TASK TO COMPLETE
Please return the lines of the data below, word for word, from the first line through the line containing "pub fn is_my_turn(&self)".

━━━ DATA FOR REVIEW

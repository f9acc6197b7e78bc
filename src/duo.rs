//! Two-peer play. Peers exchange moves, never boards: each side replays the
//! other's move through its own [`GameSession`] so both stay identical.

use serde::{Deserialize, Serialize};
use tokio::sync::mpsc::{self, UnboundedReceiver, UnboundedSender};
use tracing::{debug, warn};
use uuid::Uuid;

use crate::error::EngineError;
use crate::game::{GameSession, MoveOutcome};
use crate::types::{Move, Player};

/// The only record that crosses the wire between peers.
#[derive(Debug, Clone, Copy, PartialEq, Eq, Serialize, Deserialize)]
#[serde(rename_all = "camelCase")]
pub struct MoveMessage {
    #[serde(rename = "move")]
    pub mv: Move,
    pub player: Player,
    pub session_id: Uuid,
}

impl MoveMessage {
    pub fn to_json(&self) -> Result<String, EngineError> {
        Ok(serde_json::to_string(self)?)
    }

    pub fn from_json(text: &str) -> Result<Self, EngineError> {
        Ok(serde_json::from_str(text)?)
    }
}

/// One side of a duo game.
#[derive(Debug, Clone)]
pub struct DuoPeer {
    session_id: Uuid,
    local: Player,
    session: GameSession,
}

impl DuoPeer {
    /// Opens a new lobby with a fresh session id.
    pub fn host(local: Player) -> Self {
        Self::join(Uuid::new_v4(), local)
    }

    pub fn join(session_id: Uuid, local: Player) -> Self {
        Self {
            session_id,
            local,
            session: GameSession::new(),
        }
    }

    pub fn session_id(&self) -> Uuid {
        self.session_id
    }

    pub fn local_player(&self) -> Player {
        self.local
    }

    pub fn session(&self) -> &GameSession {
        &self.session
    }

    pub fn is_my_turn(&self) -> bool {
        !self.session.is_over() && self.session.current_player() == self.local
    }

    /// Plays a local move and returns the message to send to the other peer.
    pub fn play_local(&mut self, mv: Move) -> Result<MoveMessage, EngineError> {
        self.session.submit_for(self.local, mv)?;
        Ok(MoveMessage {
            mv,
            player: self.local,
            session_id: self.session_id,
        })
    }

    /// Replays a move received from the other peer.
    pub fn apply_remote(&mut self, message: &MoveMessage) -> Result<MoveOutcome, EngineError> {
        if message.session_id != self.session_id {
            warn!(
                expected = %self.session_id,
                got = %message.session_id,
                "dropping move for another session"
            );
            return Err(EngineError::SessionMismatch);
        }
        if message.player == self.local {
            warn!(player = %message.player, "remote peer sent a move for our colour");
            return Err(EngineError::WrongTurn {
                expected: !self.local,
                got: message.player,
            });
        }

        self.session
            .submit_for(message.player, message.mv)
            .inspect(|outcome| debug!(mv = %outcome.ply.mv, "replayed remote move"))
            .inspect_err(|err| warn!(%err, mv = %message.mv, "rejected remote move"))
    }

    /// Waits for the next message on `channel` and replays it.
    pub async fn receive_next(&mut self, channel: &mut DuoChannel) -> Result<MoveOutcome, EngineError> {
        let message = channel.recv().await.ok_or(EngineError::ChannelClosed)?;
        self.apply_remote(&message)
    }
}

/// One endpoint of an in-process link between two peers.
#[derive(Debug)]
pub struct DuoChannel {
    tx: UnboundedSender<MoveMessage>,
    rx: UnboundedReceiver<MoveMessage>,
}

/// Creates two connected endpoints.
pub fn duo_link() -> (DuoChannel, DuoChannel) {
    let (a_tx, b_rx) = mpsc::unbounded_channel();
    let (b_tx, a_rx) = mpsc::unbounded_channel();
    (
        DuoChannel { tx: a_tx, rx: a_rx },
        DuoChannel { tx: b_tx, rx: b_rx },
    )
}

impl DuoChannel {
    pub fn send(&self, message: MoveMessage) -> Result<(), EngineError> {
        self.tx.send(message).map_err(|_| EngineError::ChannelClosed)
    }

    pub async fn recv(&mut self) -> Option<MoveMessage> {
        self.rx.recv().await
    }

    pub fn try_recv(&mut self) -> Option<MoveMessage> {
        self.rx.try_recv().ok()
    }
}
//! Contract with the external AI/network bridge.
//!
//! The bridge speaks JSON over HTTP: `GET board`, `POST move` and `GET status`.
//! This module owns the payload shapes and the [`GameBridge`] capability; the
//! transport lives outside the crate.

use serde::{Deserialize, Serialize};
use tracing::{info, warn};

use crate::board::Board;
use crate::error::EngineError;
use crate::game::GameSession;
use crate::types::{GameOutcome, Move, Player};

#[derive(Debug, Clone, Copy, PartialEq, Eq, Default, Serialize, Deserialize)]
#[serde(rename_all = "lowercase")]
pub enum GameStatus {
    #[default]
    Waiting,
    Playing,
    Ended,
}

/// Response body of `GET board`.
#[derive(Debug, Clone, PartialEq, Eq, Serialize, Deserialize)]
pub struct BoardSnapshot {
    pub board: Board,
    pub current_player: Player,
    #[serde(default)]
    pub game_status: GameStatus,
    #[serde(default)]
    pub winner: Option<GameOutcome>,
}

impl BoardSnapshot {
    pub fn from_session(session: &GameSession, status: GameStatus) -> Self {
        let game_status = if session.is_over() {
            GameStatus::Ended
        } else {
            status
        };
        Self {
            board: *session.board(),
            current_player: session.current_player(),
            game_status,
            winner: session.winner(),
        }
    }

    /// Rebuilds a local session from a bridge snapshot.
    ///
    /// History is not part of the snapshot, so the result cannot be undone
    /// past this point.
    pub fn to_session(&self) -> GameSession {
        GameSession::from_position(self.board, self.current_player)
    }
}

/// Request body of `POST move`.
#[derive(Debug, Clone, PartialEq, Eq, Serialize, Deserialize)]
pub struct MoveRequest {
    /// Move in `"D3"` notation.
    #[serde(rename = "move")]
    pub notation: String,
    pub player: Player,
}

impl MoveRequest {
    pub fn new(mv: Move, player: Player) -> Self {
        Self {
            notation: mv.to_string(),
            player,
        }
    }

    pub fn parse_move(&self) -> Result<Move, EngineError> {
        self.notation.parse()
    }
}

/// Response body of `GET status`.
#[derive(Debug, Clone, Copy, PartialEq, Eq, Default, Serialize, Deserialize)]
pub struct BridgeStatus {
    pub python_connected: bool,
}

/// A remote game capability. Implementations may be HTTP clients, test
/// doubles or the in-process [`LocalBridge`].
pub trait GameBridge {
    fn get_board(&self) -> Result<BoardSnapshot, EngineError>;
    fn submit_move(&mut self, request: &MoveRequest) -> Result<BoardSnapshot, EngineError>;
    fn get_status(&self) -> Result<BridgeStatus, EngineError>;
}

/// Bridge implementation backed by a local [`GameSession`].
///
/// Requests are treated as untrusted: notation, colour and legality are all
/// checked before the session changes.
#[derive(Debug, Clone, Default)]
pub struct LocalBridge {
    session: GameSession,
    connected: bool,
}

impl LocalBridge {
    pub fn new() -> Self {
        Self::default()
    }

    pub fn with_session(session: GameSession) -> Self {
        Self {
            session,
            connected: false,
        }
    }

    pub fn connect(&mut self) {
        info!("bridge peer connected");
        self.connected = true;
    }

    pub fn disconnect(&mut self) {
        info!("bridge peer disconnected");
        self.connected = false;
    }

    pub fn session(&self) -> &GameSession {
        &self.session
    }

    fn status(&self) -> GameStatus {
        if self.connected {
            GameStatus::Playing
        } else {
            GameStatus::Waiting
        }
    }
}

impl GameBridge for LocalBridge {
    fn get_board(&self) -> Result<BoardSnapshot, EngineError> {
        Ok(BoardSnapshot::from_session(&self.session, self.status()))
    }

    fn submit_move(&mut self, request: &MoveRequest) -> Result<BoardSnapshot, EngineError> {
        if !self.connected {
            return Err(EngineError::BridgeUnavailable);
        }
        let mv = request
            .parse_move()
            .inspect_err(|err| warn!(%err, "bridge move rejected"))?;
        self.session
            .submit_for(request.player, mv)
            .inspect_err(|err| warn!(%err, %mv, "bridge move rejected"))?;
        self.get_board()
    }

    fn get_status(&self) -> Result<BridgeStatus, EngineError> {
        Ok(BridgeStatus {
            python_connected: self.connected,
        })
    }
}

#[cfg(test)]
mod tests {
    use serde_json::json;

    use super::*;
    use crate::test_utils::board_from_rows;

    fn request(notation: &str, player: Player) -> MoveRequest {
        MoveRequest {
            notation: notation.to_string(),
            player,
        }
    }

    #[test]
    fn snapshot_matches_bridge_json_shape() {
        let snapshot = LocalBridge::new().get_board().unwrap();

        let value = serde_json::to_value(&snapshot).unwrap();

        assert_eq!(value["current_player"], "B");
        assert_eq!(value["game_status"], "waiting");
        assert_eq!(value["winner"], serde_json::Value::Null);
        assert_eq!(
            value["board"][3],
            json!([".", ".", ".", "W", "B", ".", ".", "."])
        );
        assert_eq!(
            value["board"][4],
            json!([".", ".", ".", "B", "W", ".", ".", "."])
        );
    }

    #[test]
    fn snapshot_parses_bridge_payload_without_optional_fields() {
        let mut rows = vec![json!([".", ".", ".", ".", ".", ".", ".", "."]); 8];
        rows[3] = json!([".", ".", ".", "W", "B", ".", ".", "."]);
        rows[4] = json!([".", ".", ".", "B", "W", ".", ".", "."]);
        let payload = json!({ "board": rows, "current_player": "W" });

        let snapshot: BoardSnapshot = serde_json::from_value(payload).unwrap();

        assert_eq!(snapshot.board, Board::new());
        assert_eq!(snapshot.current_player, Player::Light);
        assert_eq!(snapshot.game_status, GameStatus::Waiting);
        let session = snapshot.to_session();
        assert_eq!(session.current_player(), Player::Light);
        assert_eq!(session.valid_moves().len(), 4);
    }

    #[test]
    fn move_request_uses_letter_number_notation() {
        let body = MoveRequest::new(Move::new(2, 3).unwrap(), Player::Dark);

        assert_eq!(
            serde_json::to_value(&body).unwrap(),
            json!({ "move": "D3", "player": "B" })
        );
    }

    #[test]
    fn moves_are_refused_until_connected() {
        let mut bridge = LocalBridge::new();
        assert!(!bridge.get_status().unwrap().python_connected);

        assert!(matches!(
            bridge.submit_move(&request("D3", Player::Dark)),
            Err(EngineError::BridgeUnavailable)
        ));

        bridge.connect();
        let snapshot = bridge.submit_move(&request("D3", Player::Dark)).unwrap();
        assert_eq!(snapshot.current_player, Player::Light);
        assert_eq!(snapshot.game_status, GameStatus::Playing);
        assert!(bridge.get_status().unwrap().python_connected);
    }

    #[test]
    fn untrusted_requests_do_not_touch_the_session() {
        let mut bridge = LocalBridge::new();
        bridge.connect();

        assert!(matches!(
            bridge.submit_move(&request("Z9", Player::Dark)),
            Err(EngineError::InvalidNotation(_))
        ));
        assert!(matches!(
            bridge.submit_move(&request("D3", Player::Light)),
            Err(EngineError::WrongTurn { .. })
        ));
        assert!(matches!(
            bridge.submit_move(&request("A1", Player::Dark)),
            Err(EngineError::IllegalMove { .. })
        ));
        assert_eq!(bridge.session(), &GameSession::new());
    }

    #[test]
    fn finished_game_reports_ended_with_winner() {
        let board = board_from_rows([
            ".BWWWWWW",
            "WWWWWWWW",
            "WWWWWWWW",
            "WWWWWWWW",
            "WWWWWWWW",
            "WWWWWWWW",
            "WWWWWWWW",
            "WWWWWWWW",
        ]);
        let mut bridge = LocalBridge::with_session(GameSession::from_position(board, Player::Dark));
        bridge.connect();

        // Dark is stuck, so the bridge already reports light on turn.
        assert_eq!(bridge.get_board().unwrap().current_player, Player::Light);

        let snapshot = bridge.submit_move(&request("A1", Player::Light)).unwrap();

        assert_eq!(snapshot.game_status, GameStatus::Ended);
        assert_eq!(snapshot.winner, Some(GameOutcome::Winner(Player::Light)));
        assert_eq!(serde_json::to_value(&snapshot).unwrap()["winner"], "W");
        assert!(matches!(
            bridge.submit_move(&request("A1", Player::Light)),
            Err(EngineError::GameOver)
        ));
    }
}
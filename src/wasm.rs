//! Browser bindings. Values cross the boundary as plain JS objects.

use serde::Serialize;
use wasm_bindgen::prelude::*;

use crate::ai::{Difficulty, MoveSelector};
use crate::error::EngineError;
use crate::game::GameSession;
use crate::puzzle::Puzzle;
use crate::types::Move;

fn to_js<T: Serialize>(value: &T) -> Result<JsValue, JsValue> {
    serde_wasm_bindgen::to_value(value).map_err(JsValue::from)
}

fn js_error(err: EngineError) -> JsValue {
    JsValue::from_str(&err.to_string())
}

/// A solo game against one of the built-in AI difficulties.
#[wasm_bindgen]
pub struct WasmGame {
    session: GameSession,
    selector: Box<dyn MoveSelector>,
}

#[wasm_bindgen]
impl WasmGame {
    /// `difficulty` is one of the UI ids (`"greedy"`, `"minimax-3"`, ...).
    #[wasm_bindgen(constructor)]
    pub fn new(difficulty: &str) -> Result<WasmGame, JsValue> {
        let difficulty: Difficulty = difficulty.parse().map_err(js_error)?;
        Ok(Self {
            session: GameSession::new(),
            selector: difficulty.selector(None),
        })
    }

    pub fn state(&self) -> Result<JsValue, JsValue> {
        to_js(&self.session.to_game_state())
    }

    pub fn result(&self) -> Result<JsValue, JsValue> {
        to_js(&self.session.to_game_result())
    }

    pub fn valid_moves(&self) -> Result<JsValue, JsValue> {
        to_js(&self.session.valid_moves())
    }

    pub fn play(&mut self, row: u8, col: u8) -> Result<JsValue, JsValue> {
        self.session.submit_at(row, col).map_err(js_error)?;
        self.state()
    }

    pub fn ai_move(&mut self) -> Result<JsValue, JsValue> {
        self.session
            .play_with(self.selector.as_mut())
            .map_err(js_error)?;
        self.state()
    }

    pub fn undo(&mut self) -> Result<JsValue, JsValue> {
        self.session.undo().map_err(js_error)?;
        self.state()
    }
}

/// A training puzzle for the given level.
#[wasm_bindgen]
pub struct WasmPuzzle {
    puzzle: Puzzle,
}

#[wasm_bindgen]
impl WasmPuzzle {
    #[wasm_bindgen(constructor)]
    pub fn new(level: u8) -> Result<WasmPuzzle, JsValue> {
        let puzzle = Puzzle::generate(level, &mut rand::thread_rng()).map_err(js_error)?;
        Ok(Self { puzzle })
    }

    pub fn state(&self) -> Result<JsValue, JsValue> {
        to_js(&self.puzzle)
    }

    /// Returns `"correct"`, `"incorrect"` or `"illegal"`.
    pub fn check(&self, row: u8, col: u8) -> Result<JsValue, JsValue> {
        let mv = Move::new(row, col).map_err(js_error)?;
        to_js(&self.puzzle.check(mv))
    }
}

━━━━━━

RESULT FOR THIS EXERCISE
repository f9acc6197b7e78bc
filename src/duo.rs
//! Two-peer play. Peers exchange moves, never boards: each side replays the
//! other's move through its own [`GameSession`] so both stay identical.

use serde::{Deserialize, Serialize};
use tokio::sync::mpsc::{self, UnboundedReceiver, UnboundedSender};
use tracing::{debug, warn};
use uuid::Uuid;

use crate::error::EngineError;
use crate::game::{GameSession, MoveOutcome};
use crate::types::{Move, Player};

/// The only record that crosses the wire between peers.
#[derive(Debug, Clone, Copy, PartialEq, Eq, Serialize, Deserialize)]
#[serde(rename_all = "camelCase")]
pub struct MoveMessage {
    #[serde(rename = "move")]
    pub mv: Move,
    pub player: Player,
    pub session_id: Uuid,
}

impl MoveMessage {
    pub fn to_json(&self) -> Result<String, EngineError> {
        Ok(serde_json::to_string(self)?)
    }

    pub fn from_json(text: &str) -> Result<Self, EngineError> {
        Ok(serde_json::from_str(text)?)
    }
}

/// One side of a duo game.
#[derive(Debug, Clone)]
pub struct DuoPeer {
    session_id: Uuid,
    local: Player,
    session: GameSession,
}

impl DuoPeer {
    /// Opens a new lobby with a fresh session id.
    pub fn host(local: Player) -> Self {
        Self::join(Uuid::new_v4(), local)
    }

    pub fn join(session_id: Uuid, local: Player) -> Self {
        Self {
            session_id,
            local,
            session: GameSession::new(),
        }
    }

    pub fn session_id(&self) -> Uuid {
        self.session_id
    }

    pub fn local_player(&self) -> Player {
        self.local
    }

    pub fn session(&self) -> &GameSession {
        &self.session
    }

    pub fn is_my_turn(&self) -> bool {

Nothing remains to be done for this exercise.